André Silva
- Silva with Penafiel in 2025

Personal information
- Full name: André Filipe Teixeira da Silva
- Date of birth: 28 April 2000
- Place of birth: Gondomar, Portugal
- Date of death: 3 July 2025 (aged 25)
- Place of death: Cernadilla, Spain
- Height: 1.73 m (5 ft 8 in)
- Positions: Attacking midfielder; winger;

Youth career
- 2008–2011: Gondomar
- 2011–2017: Porto
- 2015–2016: → Padroense (loan)
- 2017–2019: Paços Ferreira
- 2019–2020: Famalicão
- 2020–2021: Boavista

Senior career*
- Years: Team / Apps / (Gls)
- 2021–2023: Gondomar / 37 / (9)
- 2023–2025: Penafiel / 59 / (6)
- Total:  / 96 / (15)

= André Silva (footballer, born 2000) =

Portuguese footballer (2000–2025)

André Filipe Teixeira da Silva (28 April 2000 – 3 July 2025) was a Portuguese professional footballer who played as an attacking midfielder and a left winger.

He played for several clubs at youth level, including Porto. His senior career began in 2021, and consisted of two seasons each with Gondomar in the Campeonato de Portugal and Penafiel in the Liga Portugal 2.

In July 2025, Silva and his brother Diogo Jota both died in a car crash in Spain.

==Career==
Born in Gondomar, Porto District, Silva started playing football at local club Gondomar before joining Porto's youth setup in 2011; he also appeared for their satellite team Padroense, his teammates including Fábio Vieira and Vitinha. He completed his development at Paços de Ferreira, Famalicão and Boavista.

Silva returned to Gondomar in 2021 and played two seasons of senior football in the fourth-division Campeonato de Portugal, also taking part in the Taça de Portugal. In the 2022–23 season, he recorded nine goals and two assists in 26 games.

On 1 July 2023, Silva joined Penafiel on a three-year contract. He made his debut in the Liga Portugal 2 on 13 August, scoring in a 3–0 home win over Leixões.

On 21 February 2025, Silva was voted player of the match of the fixture against Portimonense also at the Estádio Municipal 25 de Abril; he opened the 3–0 victory in the fifth minute, and when Yuki Kobayashi closed it by scoring in his own net towards the end of the first half, he was also involved. He was a regular starter under manager Hélder, totalling 62 appearances, seven goals and three assists during his two-year stint. His side led the table in 2024–25, before declining in the second half of the campaign.

==Personal life==
Silva's elder brother Diogo Jota was a Portuguese international, and a Premier League winner with Liverpool in the 2024–25 season. Both started their careers at Gondomar and played for Paços de Ferreira at youth level. The former was in the youth ranks of Porto when the latter joined the club's first team on loan in 2016.

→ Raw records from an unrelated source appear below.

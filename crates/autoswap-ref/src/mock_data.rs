//! Fictional market data for the reference scenarios.
//!
//! One WETH/USDC pool, the accounts that own and administer agents, and a
//! hardcoded price-impact tape. Nothing here reflects a real market.

use autoswap_contracts::{
    agent::{AccountId, PoolId, TokenId, TradingPair},
    signal::SignalKind,
    Bps, Timestamp,
};

/// Engine clock at the start of every scenario.
pub const GENESIS: Timestamp = 1;

/// Simulated WETH to USDC rate: 100 in, 95 out.
pub const SIM_RATE_BPS: Bps = 9_500;

pub fn weth() -> TokenId {
    TokenId::new("WETH")
}

pub fn usdc() -> TokenId {
    TokenId::new("USDC")
}

pub fn weth_usdc_pool() -> PoolId {
    PoolId::new("weth-usdc-30")
}

pub fn weth_usdc() -> TradingPair {
    TradingPair::new(weth_usdc_pool(), weth(), usdc())
}

pub fn owner() -> AccountId {
    AccountId::new("alice")
}

pub fn admin() -> AccountId {
    AccountId::new("vault-admin")
}

/// One entry of the price-impact tape.
#[derive(Debug, Clone, Copy, PartialEq, Eq)]
pub struct TapeEntry {
    /// Seconds after [`GENESIS`].
    pub offset_secs: u64,
    pub kind: SignalKind,
    pub magnitude_bps: Bps,
}

const fn impact(offset_secs: u64, magnitude_bps: Bps) -> TapeEntry {
    TapeEntry { offset_secs, kind: SignalKind::PRICE_IMPACT, magnitude_bps }
}

/// A sell-off on the WETH/USDC pool: impact climbs past 5% at the fourth
/// observation, with a volume spike in between that stop-loss rules ignore.
pub const SELL_OFF_TAPE: [TapeEntry; 6] = [
    impact(60, 120),
    impact(120, 240),
    TapeEntry { offset_secs: 150, kind: SignalKind::VOLUME_SPIKE, magnitude_bps: 9_000 },
    impact(180, 410),
    impact(240, 615),
    impact(300, 880),
];

#[cfg(test)]
mod tests {
    use super::*;

    #[test]
    fn test_tape_is_time_ordered() {
        let offsets: Vec<u64> = SELL_OFF_TAPE.iter().map(|entry| entry.offset_secs).collect();
        let mut sorted = offsets.clone();
        sorted.sort_unstable();
        assert_eq!(offsets, sorted);
    }

    #[test]
    fn test_sim_rate_yields_95_of_100() {
        assert_eq!(100 * u128::from(SIM_RATE_BPS) / 10_000, 95);
    }
}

Silva attended a university course in business management alongside his football career, and set up a company with his brother. He graduated shortly before his death.

==Death==
On 3 July 2025, Silva died aged 25, alongside his brother Diogo, 28, in a car crash on the A‑52 motorway in Cernadilla, Spain. According to reports, their Lamborghini suffered a tyre blowout while overtaking another car and veered off the road before catching fire; Spanish emergency services confirmed both died at the scene. In a statement, the Spanish Civil Guard said that "all the evidence so far indicates" Diogo was driving the vehicle at the time of the crash, and that the car "significantly exceeded the speed limit for the highway". The expert report is still being finalised and will be submitted to the court in Puebla de Sanabria.

Silva's Penafiel coach, Hélder, paid tribute to him by saying he brought speed and his personality to the game. He added that the club would prefer to think of the brothers' family rather than football.

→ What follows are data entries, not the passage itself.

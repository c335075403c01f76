//! Collaborator trait definitions for the autoswap engine.
//!
//! These traits define every boundary the engine talks across:
//!
//! - `RuleEvaluator`      the pure trigger decision for one rule
//! - `ChainReader`        read-only agent/rule/balance state
//! - `ExecutionGate`      the server-side readiness check and cooldown commit
//! - `AgentLedger`        the authoritative per-agent balance map
//! - `SignalSource`       pool-scoped signals: latest, paged and pushed
//! - `QuoteProvider`      quoting plus off-chain and on-chain settlement
//! - `ExecutionRecorder`  append-only execution history
//! - `CursorStore`        the persisted signal ingestion watermark
//!
//! Storage backends (in-memory, database, RPC) implement these without the
//! rule engine or executor knowing which one is in use.

use async_trait::async_trait;
use tokio::sync::broadcast;

use autoswap_contracts::{
    agent::{AccountId, Agent, AgentId, PoolId, TokenId},
    error::AutoswapResult,
    execution::{Decision, ExecutionAttempt},
    quote::{Quote, SessionId, Settlement, SwapRequest},
    rule::{Rule, RuleId},
    signal::Signal,
    Amount, Bps, Timestamp, BPS_DENOMINATOR,
};

/// Decides whether a rule should execute now.
///
/// Implementations must be pure: no I/O, and identical inputs always yield
/// the same decision.
pub trait RuleEvaluator: Send + Sync {
    fn evaluate(&self, agent: &Agent, rule: &Rule, latest_signal: Option<&Signal>, now: Timestamp) -> Decision;

    /// Indices of the rules in `rules` that should execute now, in stored
    /// order.
    ///
    /// Applies the caller-side preconditions (agent active, rule enabled)
    /// before consulting [`RuleEvaluator::evaluate`].
    fn ready_rules(&self, agent: &Agent, rules: &[Rule], latest_signal: Option<&Signal>, now: Timestamp) -> Vec<usize> {
        if !agent.is_active() {
            return Vec::new();
        }
        rules
            .iter()
            .enumerate()
            .filter(|(_, rule)| rule.enabled)
            .filter(|(_, rule)| self.evaluate(agent, rule, latest_signal, now).should_execute)
            .map(|(index, _)| index)
            .collect()
    }
}

/// Read-only accessor to agent records, rule lists, and balances.
#[async_trait]
pub trait ChainReader: Send + Sync {
    /// All registered agents, in registration order, regardless of status.
    async fn list_agents(&self) -> AutoswapResult<Vec<AgentId>>;

    async fn get_agent(&self, agent_id: AgentId) -> AutoswapResult<Agent>;

    /// The agent's rules in stored order. Index in the returned vector is the
    /// rule index used by `ExecutionGate`.
    async fn get_rules(&self, agent_id: AgentId) -> AutoswapResult<Vec<Rule>>;

    async fn get_agent_balance(&self, agent_id: AgentId, token: &TokenId) -> AutoswapResult<Amount>;
}

/// The substrate's execution gate.
///
/// `can_execute` must apply exactly the same active + enabled + cooldown
/// check as the rule engine. `commit_execution` re-validates that check at the
/// point of commit, so a caller's local decision can never bypass it.
#[async_trait]
pub trait ExecutionGate: Send + Sync {
    async fn can_execute(&self, agent_id: AgentId, rule_index: usize, now: Timestamp) -> AutoswapResult<bool>;

    /// Commit `last_executed = now` for the rule at `rule_index`.
    ///
    /// Fails with `GateRejected` if the rule is not ready, `RuleShifted` if
    /// the slot no longer holds `expected_rule`, and `Unauthorized` if
    /// `caller` is not an authorized executor.
    async fn commit_execution(
        &self,
        caller: &AccountId,
        agent_id: AgentId,
        rule_index: usize,
        expected_rule: RuleId,
        now: Timestamp,
    ) -> AutoswapResult<()>;

    /// Run every check `commit_execution` would run, without writing.
    ///
    /// Returns the error the commit would fail with, so a caller that commits
    /// late learns about a refused caller before acting rather than after.
    async fn check_commit(
        &self,
        caller: &AccountId,
        agent_id: AgentId,
        rule_index: usize,
        expected_rule: RuleId,
        now: Timestamp,
    ) -> AutoswapResult<()>;
}

/// The authoritative per-agent balance map.
///
/// Every mutation is all-or-nothing: when a precondition fails nothing is
/// applied, and a swap settlement's debit and credit are never observable
/// separately.
pub trait AgentLedger: Send + Sync {
    fn balance(&self, agent_id: AgentId, token: &TokenId) -> AutoswapResult<Amount>;

    /// Credit `amount` and return the new balance.
    fn apply_deposit(&self, agent_id: AgentId, token: &TokenId, amount: Amount) -> AutoswapResult<Amount>;

    /// Debit `amount` and return the new balance. Fails with
    /// `InsufficientBalance` when `amount` exceeds the balance.
    fn apply_withdraw(&self, agent_id: AgentId, token: &TokenId, amount: Amount) -> AutoswapResult<Amount>;

    /// Debit `amount_in` of `token_in` and credit `amount_out` of `token_out`
    /// as one atomic unit.
    fn apply_swap_settlement(
        &self,
        agent_id: AgentId,
        token_in: &TokenId,
        amount_in: Amount,
        token_out: &TokenId,
        amount_out: Amount,
    ) -> AutoswapResult<()>;
}

/// Source of pool-scoped signals.
#[async_trait]
pub trait SignalSource: Send + Sync {
    /// The most recent signal for `pool_id`, or `None` if none was ever seen.
    async fn latest_signal(&self, pool_id: &PoolId) -> AutoswapResult<Option<Signal>>;

    /// Up to `limit` signals with `sequence >= from_sequence`, ascending.
    async fn fetch_signals(&self, from_sequence: u64, limit: usize) -> AutoswapResult<Vec<Signal>>;

    /// Sequence of the newest signal in the log, or `None` if it is empty.
    async fn head(&self) -> AutoswapResult<Option<u64>>;

    /// Push delivery of new signals, if the source supports it.
    ///
    /// Sources without a push channel return `None` and are only polled. A
    /// receiver that lags loses signals; the poller picks those up.
    fn subscribe(&self) -> Option<broadcast::Receiver<Signal>> {
        None
    }
}

/// Quote and settlement provider.
///
/// Only the routing/pricing contract lives behind this trait; the engine
/// never computes prices itself.
#[async_trait]
pub trait QuoteProvider: Send + Sync {
    async fn quote(&self, request: &SwapRequest) -> AutoswapResult<Quote>;

    /// Check that `quote` is still fresh.
    ///
    /// The default re-quotes the same request and accepts the quote when the
    /// fresh output is within `tolerance_bps` of the original in either
    /// direction.
    async fn validate(&self, quote: &Quote, tolerance_bps: Bps) -> AutoswapResult<bool> {
        let fresh = self
            .quote(&SwapRequest {
                token_in: quote.token_in.clone(),
                token_out: quote.token_out.clone(),
                amount_in: quote.amount_in,
                slippage_bps: quote.slippage_bps,
            })
            .await?;
        let drift = fresh.amount_out.abs_diff(quote.amount_out);
        let allowed = quote.amount_out.saturating_mul(Amount::from(tolerance_bps)) / Amount::from(BPS_DENOMINATOR);
        Ok(drift <= allowed)
    }

    /// Whether the off-chain session channel is currently usable.
    fn session_connected(&self) -> bool;

    /// Open a settlement session for `agent_id`, or reuse an open one.
    async fn open_session(&self, agent_id: AgentId) -> AutoswapResult<SessionId>;

    /// Submit the balance update for `quote` within `session`.
    async fn settle_off_chain(&self, session: &SessionId, quote: &Quote) -> AutoswapResult<Settlement>;

    async fn close_session(&self, session: &SessionId) -> AutoswapResult<()>;

    /// Dry-run the on-chain swap against current state.
    async fn simulate_on_chain(
        &self,
        agent_id: AgentId,
        rule_index: usize,
        quote: &Quote,
        min_amount_out: Amount,
    ) -> AutoswapResult<()>;

    /// Submit the on-chain swap and wait for confirmation.
    async fn settle_on_chain(
        &self,
        agent_id: AgentId,
        rule_index: usize,
        quote: &Quote,
        min_amount_out: Amount,
    ) -> AutoswapResult<Settlement>;
}

/// Append-only history of terminal execution attempts.
pub trait ExecutionRecorder: Send + Sync {
    fn record(&self, attempt: &ExecutionAttempt) -> AutoswapResult<()>;

    /// Most-recent-first, at most `limit` entries, optionally for one agent.
    fn query(&self, agent_id: Option<AgentId>, limit: usize) -> AutoswapResult<Vec<ExecutionAttempt>>;
}

/// Persistence for the signal ingestion watermark.
///
/// The stored value is the next sequence number to fetch.
pub trait CursorStore: Send + Sync {
    fn load(&self) -> AutoswapResult<Option<u64>>;

    fn save(&self, next_sequence: u64) -> AutoswapResult<()>;
}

On 5 July 2025, Silva and Jota's funeral was held at the Igreja Paroquial de Gondomar, with hundreds of relatives, friends and acquaintances in attendance. The bishop of Porto, Manuel Linda, led the brothers' funeral mass. Andy Robertson carried a floral arrangement dedicated to Silva, while fellow Liverpool teammate Virgil van Dijk carried a similar one dedicated to Jota. Following a procession of their caskets, they were buried at the cemetery next to the church.